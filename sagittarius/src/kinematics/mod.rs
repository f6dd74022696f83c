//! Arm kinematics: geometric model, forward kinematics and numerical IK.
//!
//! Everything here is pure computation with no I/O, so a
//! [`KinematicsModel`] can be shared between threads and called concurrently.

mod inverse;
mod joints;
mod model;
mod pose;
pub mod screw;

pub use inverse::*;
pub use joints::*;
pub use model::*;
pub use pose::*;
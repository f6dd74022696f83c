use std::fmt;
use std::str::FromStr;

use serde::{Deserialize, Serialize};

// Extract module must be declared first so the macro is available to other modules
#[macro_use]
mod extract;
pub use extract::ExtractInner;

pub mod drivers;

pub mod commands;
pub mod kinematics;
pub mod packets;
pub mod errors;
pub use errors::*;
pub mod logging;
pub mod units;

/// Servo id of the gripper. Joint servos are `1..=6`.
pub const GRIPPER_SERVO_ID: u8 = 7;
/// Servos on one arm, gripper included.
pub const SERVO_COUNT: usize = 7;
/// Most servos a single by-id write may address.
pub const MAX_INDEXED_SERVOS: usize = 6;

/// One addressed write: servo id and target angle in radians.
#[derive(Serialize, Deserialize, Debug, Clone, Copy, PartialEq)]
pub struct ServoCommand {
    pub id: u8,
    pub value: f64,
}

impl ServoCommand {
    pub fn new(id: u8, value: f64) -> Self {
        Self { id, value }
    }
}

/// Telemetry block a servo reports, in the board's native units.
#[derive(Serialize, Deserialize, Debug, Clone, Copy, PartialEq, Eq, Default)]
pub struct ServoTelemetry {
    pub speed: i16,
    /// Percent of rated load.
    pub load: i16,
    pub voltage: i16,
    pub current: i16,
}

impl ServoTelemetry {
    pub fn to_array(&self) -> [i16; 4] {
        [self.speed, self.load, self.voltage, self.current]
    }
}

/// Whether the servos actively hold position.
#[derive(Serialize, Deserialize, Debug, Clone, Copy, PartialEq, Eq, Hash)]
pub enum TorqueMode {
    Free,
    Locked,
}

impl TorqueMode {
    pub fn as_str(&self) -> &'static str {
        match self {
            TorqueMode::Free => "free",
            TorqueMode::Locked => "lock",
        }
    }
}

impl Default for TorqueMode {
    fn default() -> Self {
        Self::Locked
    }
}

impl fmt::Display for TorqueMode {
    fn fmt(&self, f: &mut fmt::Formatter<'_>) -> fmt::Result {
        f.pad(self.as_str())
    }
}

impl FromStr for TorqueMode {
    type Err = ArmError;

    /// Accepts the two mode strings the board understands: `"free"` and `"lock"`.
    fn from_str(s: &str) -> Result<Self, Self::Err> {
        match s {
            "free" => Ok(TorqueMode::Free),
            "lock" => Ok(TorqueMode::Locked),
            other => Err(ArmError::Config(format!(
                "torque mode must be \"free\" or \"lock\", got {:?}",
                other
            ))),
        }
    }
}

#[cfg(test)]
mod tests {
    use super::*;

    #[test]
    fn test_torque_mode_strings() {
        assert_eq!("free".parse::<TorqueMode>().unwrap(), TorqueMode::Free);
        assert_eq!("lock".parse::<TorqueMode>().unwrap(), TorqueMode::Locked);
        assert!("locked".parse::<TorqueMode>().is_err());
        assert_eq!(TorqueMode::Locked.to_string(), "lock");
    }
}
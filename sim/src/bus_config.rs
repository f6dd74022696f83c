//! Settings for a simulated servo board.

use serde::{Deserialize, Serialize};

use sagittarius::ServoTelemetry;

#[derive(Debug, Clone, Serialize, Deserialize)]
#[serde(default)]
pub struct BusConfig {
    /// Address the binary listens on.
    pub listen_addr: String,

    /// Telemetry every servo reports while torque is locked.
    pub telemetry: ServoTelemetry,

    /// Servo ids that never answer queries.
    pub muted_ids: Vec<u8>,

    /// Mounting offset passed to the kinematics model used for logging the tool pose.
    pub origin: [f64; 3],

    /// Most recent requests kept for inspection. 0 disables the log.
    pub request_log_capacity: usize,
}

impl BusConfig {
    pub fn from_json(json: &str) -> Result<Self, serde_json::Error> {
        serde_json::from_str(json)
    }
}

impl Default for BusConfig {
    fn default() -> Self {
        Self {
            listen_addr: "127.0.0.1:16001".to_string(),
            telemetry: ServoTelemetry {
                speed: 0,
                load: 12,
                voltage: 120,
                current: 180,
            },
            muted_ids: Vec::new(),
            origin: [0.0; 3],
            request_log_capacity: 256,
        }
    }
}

────────

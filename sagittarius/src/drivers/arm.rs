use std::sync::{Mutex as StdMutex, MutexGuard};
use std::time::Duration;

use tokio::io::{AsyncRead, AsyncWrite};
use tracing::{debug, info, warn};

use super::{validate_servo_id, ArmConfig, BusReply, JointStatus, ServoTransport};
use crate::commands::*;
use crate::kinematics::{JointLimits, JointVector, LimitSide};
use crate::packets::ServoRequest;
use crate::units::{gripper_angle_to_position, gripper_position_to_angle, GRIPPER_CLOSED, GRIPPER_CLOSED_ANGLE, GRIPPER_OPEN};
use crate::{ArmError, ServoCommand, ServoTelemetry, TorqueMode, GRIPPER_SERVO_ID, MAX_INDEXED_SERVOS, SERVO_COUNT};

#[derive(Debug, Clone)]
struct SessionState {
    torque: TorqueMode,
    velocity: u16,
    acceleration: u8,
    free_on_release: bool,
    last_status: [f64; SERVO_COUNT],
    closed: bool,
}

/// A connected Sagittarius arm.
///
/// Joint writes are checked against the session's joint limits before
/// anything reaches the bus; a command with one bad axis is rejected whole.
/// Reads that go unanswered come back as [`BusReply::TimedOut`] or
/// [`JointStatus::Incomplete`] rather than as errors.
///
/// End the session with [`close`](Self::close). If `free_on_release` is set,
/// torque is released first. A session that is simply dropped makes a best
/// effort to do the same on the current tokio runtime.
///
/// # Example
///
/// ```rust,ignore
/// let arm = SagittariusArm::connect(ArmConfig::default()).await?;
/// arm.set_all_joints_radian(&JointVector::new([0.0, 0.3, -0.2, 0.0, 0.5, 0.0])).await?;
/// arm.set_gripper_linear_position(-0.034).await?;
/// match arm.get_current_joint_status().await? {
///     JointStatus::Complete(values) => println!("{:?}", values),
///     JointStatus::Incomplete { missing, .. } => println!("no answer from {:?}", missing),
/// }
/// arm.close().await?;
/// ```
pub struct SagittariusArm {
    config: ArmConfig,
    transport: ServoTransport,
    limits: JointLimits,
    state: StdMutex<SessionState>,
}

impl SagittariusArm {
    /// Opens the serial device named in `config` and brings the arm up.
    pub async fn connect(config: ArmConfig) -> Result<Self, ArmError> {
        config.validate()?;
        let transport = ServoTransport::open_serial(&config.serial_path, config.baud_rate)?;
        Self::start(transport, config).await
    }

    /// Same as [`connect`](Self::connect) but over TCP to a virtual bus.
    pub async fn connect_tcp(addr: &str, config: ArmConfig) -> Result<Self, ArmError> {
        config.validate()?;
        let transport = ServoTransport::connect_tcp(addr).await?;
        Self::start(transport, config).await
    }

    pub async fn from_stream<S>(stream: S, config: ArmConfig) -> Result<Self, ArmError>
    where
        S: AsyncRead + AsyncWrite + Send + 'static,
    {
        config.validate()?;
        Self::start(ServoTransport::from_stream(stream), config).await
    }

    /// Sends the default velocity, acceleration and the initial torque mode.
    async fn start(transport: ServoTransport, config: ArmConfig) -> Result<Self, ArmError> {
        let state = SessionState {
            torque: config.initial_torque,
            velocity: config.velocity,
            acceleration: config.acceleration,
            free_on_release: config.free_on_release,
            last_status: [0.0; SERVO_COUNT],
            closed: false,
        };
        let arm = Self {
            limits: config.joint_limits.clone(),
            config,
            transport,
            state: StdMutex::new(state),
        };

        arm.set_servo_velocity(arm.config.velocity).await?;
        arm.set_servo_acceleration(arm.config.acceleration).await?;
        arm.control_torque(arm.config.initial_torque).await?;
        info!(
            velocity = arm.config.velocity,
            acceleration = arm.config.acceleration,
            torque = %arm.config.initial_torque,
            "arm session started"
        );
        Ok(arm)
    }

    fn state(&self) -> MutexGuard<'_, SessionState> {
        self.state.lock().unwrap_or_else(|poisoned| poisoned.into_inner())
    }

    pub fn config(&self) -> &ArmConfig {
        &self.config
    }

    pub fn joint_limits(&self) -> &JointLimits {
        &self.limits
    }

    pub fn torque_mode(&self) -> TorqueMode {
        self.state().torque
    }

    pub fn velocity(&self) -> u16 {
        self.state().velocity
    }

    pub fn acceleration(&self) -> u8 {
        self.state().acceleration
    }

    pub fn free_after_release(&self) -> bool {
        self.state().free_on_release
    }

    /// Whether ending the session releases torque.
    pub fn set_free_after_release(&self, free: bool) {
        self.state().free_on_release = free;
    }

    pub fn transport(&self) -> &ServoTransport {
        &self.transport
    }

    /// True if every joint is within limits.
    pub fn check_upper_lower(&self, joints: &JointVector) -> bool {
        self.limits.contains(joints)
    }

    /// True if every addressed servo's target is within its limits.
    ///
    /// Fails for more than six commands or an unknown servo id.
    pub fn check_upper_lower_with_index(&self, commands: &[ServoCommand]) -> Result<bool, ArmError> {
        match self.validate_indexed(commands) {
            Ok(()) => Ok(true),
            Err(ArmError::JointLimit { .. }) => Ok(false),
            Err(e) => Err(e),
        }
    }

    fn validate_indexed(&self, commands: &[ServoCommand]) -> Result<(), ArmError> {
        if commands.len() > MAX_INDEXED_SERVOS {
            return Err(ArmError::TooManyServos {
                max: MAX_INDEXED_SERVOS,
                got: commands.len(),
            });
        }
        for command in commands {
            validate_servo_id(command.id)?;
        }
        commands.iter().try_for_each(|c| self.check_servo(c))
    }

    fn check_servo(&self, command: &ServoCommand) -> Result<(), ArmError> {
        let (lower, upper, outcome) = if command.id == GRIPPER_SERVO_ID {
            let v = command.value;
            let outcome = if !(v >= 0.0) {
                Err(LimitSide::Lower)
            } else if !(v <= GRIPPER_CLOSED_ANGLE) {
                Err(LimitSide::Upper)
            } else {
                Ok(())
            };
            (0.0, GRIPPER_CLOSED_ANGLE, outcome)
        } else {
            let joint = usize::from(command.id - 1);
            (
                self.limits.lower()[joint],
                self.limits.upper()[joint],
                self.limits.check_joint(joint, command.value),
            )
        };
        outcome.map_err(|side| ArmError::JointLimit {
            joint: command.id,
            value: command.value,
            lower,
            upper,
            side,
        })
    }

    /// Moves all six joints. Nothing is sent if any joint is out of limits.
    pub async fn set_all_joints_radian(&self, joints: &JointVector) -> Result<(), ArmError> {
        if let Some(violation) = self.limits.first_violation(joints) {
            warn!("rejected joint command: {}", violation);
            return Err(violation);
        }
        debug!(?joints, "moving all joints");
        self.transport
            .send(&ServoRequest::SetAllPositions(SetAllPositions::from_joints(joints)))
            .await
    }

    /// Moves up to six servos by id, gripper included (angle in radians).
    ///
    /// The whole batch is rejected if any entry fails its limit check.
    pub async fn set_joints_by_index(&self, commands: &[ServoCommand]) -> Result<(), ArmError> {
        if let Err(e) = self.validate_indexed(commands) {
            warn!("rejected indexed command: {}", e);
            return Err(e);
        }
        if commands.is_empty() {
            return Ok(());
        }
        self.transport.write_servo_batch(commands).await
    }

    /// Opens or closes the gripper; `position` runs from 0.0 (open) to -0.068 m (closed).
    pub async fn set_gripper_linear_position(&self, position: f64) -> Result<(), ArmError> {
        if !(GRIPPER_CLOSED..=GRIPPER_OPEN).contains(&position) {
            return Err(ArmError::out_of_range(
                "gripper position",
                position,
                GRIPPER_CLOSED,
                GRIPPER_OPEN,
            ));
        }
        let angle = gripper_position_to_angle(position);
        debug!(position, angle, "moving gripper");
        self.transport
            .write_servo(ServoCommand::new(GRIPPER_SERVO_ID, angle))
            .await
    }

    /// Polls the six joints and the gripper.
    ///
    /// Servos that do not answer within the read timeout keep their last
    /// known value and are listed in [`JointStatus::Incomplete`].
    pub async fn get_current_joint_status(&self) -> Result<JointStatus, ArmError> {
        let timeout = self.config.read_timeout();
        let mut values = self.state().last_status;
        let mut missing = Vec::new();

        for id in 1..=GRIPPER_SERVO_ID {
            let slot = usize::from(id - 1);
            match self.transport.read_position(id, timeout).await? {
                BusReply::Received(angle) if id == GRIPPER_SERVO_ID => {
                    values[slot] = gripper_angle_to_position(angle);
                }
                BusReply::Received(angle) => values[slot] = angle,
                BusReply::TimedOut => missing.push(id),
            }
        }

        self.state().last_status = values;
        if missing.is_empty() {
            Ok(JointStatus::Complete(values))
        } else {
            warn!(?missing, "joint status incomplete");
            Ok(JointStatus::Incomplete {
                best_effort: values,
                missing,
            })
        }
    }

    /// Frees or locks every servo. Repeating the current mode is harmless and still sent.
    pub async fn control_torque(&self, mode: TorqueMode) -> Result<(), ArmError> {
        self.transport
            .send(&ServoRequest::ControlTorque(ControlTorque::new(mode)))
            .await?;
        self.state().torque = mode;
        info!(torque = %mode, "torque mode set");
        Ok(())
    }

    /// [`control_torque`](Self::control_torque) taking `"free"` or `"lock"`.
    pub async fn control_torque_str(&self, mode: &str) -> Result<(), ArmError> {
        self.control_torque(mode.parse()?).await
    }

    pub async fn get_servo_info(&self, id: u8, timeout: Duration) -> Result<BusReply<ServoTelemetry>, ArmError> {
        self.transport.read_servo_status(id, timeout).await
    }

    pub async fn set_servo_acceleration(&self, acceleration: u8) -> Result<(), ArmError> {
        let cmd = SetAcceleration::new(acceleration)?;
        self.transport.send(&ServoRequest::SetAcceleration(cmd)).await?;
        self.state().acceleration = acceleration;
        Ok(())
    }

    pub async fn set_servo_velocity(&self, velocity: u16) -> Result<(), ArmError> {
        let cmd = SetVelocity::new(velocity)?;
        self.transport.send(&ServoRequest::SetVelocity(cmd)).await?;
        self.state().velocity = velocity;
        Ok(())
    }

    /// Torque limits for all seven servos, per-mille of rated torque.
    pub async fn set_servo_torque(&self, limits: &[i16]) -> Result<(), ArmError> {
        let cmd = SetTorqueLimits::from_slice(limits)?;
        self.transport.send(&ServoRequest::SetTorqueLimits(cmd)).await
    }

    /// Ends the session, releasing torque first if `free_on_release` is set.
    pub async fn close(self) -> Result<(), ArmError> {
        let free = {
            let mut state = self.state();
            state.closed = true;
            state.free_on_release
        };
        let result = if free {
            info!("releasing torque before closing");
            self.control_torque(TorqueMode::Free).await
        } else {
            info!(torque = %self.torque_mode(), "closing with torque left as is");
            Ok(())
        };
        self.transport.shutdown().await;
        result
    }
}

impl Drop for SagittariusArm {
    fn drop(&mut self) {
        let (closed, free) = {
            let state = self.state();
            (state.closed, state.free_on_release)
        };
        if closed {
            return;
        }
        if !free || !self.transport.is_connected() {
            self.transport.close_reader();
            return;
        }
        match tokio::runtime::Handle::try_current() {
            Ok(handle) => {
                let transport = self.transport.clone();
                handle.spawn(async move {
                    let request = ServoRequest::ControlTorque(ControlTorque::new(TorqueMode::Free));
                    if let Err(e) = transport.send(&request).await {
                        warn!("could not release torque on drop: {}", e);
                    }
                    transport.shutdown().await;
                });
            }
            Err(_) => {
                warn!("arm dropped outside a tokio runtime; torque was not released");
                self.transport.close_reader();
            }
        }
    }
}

────────

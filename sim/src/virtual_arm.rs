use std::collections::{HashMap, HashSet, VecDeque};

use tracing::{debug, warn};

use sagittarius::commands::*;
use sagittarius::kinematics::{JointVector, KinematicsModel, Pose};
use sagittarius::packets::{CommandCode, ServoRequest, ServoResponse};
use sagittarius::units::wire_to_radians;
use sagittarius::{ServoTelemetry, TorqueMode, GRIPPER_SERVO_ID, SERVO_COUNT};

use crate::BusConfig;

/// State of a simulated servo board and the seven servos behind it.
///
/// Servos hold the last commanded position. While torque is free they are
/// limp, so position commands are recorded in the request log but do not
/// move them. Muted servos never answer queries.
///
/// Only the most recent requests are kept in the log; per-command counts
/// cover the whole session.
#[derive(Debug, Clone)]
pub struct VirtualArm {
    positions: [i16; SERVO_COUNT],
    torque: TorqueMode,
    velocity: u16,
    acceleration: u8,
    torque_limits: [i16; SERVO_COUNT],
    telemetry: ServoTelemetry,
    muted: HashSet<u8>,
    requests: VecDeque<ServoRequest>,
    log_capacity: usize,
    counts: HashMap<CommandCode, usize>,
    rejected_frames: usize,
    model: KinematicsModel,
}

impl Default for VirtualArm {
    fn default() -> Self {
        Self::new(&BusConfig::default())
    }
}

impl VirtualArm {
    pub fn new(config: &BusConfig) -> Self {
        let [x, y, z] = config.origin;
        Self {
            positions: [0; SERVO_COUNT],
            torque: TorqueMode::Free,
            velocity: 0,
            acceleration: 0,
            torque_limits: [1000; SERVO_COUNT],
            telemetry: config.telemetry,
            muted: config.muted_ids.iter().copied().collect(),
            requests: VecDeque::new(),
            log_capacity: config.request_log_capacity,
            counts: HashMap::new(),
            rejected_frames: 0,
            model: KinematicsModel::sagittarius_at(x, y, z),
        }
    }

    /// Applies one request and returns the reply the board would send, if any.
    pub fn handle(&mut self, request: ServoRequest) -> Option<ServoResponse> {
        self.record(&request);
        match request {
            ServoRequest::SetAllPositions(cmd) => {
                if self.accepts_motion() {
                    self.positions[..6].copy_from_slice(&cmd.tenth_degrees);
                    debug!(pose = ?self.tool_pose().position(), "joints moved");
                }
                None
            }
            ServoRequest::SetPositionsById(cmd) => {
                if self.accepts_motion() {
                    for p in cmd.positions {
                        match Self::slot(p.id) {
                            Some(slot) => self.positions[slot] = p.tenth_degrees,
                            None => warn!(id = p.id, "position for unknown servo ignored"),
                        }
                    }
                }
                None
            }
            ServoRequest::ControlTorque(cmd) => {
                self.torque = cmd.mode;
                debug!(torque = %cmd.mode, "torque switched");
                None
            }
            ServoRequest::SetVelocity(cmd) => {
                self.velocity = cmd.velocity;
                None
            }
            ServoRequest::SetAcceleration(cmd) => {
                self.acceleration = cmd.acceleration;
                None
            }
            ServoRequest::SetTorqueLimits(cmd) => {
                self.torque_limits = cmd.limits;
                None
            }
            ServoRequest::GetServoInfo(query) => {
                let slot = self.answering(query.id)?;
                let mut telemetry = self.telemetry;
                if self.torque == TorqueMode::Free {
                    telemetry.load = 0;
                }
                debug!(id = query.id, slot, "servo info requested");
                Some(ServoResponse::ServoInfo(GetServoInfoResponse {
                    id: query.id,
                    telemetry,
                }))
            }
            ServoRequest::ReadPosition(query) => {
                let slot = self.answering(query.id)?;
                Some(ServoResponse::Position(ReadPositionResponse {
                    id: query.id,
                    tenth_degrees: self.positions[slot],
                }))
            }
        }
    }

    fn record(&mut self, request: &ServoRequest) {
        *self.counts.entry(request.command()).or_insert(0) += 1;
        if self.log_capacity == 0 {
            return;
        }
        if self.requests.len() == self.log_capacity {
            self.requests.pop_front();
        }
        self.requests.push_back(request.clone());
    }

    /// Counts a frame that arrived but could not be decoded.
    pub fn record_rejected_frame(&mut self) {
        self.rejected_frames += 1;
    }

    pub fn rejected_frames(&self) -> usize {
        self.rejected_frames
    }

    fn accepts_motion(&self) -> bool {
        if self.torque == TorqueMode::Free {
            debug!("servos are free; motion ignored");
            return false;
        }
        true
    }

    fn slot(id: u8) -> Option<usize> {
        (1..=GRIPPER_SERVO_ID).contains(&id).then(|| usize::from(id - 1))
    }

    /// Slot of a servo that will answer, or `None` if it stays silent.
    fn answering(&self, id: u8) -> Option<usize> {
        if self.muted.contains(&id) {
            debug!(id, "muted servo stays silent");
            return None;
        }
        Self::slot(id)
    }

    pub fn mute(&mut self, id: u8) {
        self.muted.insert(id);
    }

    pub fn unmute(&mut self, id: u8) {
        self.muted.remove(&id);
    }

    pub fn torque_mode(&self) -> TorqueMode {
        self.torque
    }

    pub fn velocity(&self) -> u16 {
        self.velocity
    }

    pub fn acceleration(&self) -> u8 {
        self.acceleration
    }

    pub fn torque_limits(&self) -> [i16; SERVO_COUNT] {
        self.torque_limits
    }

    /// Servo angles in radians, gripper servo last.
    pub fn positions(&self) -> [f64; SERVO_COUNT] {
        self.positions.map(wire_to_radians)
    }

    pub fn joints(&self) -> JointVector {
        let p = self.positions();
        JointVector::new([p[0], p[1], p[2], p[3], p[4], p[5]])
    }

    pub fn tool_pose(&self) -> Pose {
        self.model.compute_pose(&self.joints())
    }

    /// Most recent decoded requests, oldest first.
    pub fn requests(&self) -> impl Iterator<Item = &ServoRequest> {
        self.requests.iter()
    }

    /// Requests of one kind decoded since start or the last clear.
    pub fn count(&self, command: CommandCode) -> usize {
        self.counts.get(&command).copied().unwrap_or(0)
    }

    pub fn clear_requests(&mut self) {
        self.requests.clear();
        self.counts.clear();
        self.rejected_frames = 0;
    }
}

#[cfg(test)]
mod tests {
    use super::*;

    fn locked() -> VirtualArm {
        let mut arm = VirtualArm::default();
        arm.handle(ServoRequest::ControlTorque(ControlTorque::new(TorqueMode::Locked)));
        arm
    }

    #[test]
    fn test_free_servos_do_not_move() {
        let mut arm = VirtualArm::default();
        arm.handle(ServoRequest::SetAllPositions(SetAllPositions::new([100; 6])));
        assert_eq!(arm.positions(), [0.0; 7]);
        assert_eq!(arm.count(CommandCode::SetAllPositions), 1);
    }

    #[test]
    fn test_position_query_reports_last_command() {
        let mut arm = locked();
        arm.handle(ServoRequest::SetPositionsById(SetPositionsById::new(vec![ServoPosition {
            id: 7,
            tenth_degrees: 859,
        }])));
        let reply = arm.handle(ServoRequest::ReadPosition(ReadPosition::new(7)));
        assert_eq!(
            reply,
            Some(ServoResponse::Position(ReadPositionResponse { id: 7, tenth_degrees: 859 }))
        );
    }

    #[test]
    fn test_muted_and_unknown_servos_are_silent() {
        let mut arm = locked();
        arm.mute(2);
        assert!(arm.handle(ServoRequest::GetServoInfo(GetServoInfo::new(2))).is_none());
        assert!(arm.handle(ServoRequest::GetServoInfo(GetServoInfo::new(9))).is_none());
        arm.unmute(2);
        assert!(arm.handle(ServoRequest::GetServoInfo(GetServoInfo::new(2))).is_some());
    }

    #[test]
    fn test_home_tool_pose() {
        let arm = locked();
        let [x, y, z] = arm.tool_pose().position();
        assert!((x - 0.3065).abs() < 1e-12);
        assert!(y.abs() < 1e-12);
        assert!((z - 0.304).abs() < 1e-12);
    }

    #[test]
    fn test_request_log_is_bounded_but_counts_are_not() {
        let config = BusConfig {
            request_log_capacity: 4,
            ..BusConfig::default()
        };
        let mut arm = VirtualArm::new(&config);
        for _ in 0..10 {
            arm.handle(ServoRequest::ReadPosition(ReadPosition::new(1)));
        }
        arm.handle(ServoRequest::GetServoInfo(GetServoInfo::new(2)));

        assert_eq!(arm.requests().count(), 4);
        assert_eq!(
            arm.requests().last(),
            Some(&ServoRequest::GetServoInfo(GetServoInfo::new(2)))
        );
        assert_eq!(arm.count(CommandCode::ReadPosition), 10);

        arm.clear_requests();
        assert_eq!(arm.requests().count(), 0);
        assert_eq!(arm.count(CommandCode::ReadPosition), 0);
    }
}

────────

• Brief: Would you print exactly, and only, the lines of the data above from the line with "filename sagittarius/src/kinematics/mod.rs" through the line with "pub mod errors;", inclusive?

• Answer space:
filename sagittarius/src/kinematics/mod.rs
repository f6dd74022696f83c
//! Arm kinematics: geometric model, forward kinematics and numerical IK.
//!
//! Everything here is pure computation with no I/O, so a
//! [`KinematicsModel`] can be shared between threads and called concurrently.

mod inverse;
mod joints;
mod model;
mod pose;
pub mod screw;

pub use inverse::*;
pub use joints::*;
pub use model::*;
pub use pose::*;
repository f6dd74022696f83c
use std::fmt;
use std::str::FromStr;

use serde::{Deserialize, Serialize};

// Extract module must be declared first so the macro is available to other modules
#[macro_use]
mod extract;
pub use extract::ExtractInner;

pub mod drivers;

pub mod commands;
pub mod kinematics;
pub mod packets;
pub mod errors;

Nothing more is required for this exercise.